Innovation could be one of the most important factors you haven’t thought of. The image of innovation is often the inventor in the garden shed, waiting for a lightbulb of inspiration. This kind of innovation, design and manufacturing, is hugely important, and Britain has an enviable track record in inspiring and developing innovative products - just look at James Dyson's awards.
But innovation doesn’t just mean dreaming up new products, or making a better mousetrap. It takes place in a million incremental ways every day in offices, factories, and workplaces of all kinds. Innovation in job design, process improvement, and other ways of working better are just as important – some may say more so – than new product design. How we do is as important as what we do.
Our UK Futures Programme invests in projects that test out new approaches to improving skills at work. We have run several competitions before, targeted at skills problems in specific sectors. Our latest competition looks at innovation in the manufacturing sector, and aims to try to develop the skills and business practices needed to maximise innovation in a company.
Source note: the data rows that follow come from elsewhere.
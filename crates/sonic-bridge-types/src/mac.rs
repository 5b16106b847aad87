//! Ethernet MAC address with the classification the forwarding engine needs.

use crate::ParseError;
use serde::{Deserialize, Serialize};
use std::fmt;
use std::net::{Ipv4Addr, Ipv6Addr};
use std::str::FromStr;

/// A 48-bit Ethernet MAC address.
///
/// # Examples
///
/// ```
/// use sonic_bridge_types::MacAddress;
///
/// let mac: MacAddress = "01:00:5e:01:02:03".parse().unwrap();
/// assert!(mac.is_multicast());
/// assert!(mac.is_ipv4_multicast());
///
/// let mac2: MacAddress = "01-00-5e-01-02-03".parse().unwrap();
/// assert_eq!(mac, mac2);
/// ```
#[derive(Debug, Clone, Copy, PartialEq, Eq, Hash, PartialOrd, Ord, Serialize, Deserialize)]
#[serde(try_from = "String", into = "String")]
pub struct MacAddress([u8; 6]);

impl MacAddress {
    /// The broadcast MAC address (FF:FF:FF:FF:FF:FF).
    pub const BROADCAST: MacAddress = MacAddress([0xff; 6]);

    /// The zero/null MAC address (00:00:00:00:00:00).
    pub const ZERO: MacAddress = MacAddress([0; 6]);

    pub const fn new(bytes: [u8; 6]) -> Self {
        MacAddress(bytes)
    }

    pub const fn as_bytes(&self) -> &[u8; 6] {
        &self.0
    }

    /// Returns true if the group bit (LSB of the first octet) is set.
    ///
    /// Broadcast is a multicast address by this definition.
    pub const fn is_multicast(&self) -> bool {
        self.0[0] & 0x01 != 0
    }

    pub const fn is_unicast(&self) -> bool {
        !self.is_multicast()
    }

    pub const fn is_broadcast(&self) -> bool {
        let b = &self.0;
        b[0] == 0xff && b[1] == 0xff && b[2] == 0xff && b[3] == 0xff && b[4] == 0xff && b[5] == 0xff
    }

    pub const fn is_zero(&self) -> bool {
        let b = &self.0;
        b[0] == 0 && b[1] == 0 && b[2] == 0 && b[3] == 0 && b[4] == 0 && b[5] == 0
    }

    /// Returns true for the IANA IPv4 multicast block 01:00:5e:00:00:00/25.
    pub const fn is_ipv4_multicast(&self) -> bool {
        self.0[0] == 0x01 && self.0[1] == 0x00 && self.0[2] == 0x5e && self.0[3] & 0x80 == 0
    }

    /// Returns true for the IPv6 multicast block 33:33:xx:xx:xx:xx.
    pub const fn is_ipv6_multicast(&self) -> bool {
        self.0[0] == 0x33 && self.0[1] == 0x33
    }

    /// Returns true for the IEEE 802.1D reserved block 01:80:c2:00:00:0x
    /// (STP, LACP, LLDP and friends).
    pub const fn is_link_local_control(&self) -> bool {
        self.0[0] == 0x01
            && self.0[1] == 0x80
            && self.0[2] == 0xc2
            && self.0[3] == 0x00
            && self.0[4] == 0x00
            && self.0[5] & 0xf0 == 0
    }

    /// Maps an IPv4 group to its Ethernet multicast address (low 23 bits).
    pub const fn from_ipv4_group(group: Ipv4Addr) -> Self {
        let o = group.octets();
        MacAddress([0x01, 0x00, 0x5e, o[1] & 0x7f, o[2], o[3]])
    }

    /// Maps an IPv6 group to its Ethernet multicast address (low 32 bits).
    pub const fn from_ipv6_group(group: Ipv6Addr) -> Self {
        let o = group.octets();
        MacAddress([0x33, 0x33, o[12], o[13], o[14], o[15]])
    }
}

impl Default for MacAddress {
    fn default() -> Self {
        MacAddress::ZERO
    }
}

impl fmt::Display for MacAddress {
    fn fmt(&self, f: &mut fmt::Formatter<'_>) -> fmt::Result {
        write!(
            f,
            "{:02x}:{:02x}:{:02x}:{:02x}:{:02x}:{:02x}",
            self.0[0], self.0[1], self.0[2], self.0[3], self.0[4], self.0[5]
        )
    }
}

impl FromStr for MacAddress {
    type Err = ParseError;

    fn from_str(s: &str) -> Result<Self, Self::Err> {
        let separator = if s.contains(':') { ':' } else { '-' };

        let mut bytes = [0u8; 6];
        let mut count = 0;
        for part in s.split(separator) {
            if count == 6 || part.len() != 2 {
                return Err(ParseError::InvalidMacAddress(s.to_string()));
            }
            bytes[count] = u8::from_str_radix(part, 16)
                .map_err(|_| ParseError::InvalidMacAddress(s.to_string()))?;
            count += 1;
        }

        if count != 6 {
            return Err(ParseError::InvalidMacAddress(s.to_string()));
        }
        Ok(MacAddress(bytes))
    }
}

impl TryFrom<String> for MacAddress {
    type Error = ParseError;

    fn try_from(s: String) -> Result<Self, Self::Error> {
        s.parse()
    }
}

impl From<MacAddress> for String {
    fn from(mac: MacAddress) -> String {
        mac.to_string()
    }
}

impl From<[u8; 6]> for MacAddress {
    fn from(bytes: [u8; 6]) -> Self {
        MacAddress(bytes)
    }
}

#[cfg(test)]
mod tests {
    use super::*;
    use pretty_assertions::assert_eq;

    #[test]
    fn test_parse_both_separators() {
        let a: MacAddress = "00:11:22:33:44:55".parse().unwrap();
        let b: MacAddress = "00-11-22-33-44-55".parse().unwrap();
        assert_eq!(a, b);
        assert_eq!(a.as_bytes(), &[0x00, 0x11, 0x22, 0x33, 0x44, 0x55]);
    }

    #[test]
    fn test_invalid_format() {
        assert!("invalid".parse::<MacAddress>().is_err());
        assert!("00:11:22:33:44".parse::<MacAddress>().is_err());
        assert!("00:11:22:33:44:55:66".parse::<MacAddress>().is_err());
        assert!("gg:11:22:33:44:55".parse::<MacAddress>().is_err());
        assert!("0:11:22:33:44:55".parse::<MacAddress>().is_err());
    }

    #[test]
    fn test_broadcast_is_multicast() {
        assert!(MacAddress::BROADCAST.is_broadcast());
        assert!(MacAddress::BROADCAST.is_multicast());
        assert!(!MacAddress::BROADCAST.is_ipv4_multicast());
        assert!(MacAddress::ZERO.is_zero());
        assert!(MacAddress::ZERO.is_unicast());
    }

    #[test]
    fn test_ip_multicast_blocks() {
        let v4: MacAddress = "01:00:5e:7f:00:01".parse().unwrap();
        assert!(v4.is_ipv4_multicast());
        assert!(!v4.is_ipv6_multicast());

        // Upper half of the OUI block is not mapped from IPv4.
        let not_v4: MacAddress = "01:00:5e:80:00:01".parse().unwrap();
        assert!(!not_v4.is_ipv4_multicast());

        let v6: MacAddress = "33:33:00:00:00:01".parse().unwrap();
        assert!(v6.is_ipv6_multicast());
    }

    #[test]
    fn test_link_local_control() {
        let stp: MacAddress = "01:80:c2:00:00:00".parse().unwrap();
        let lldp: MacAddress = "01:80:c2:00:00:0e".parse().unwrap();
        let other: MacAddress = "01:80:c2:00:00:21".parse().unwrap();
        assert!(stp.is_link_local_control());
        assert!(lldp.is_link_local_control());
        assert!(!other.is_link_local_control());
    }

    #[test]
    fn test_group_mapping() {
        let mac = MacAddress::from_ipv4_group(Ipv4Addr::new(239, 129, 2, 3));
        assert_eq!(mac.to_string(), "01:00:5e:01:02:03");

        let mac6 = MacAddress::from_ipv6_group("ff02::1:ff00:1234".parse().unwrap());
        assert_eq!(mac6.to_string(), "33:33:ff:00:12:34");
    }
}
As an analogy, the British cycling team in the 2012 Olympics worked at what they called “one per cent improvements”. The idea of Dave Brailsford, British Cycling’s performance director, was not just to improve his team’s cycling per se, but to improve every single task that made up a successful performance. Even with small incremental improvements, the sum of these “marginal gains”, he explained, added to great overall performance gains.
Improving productivity is what we hope to inspire and support through this competition. After all, while productivity isn’t everything, as Paul Krugman wrote, “in the long run it’s nearly everything.”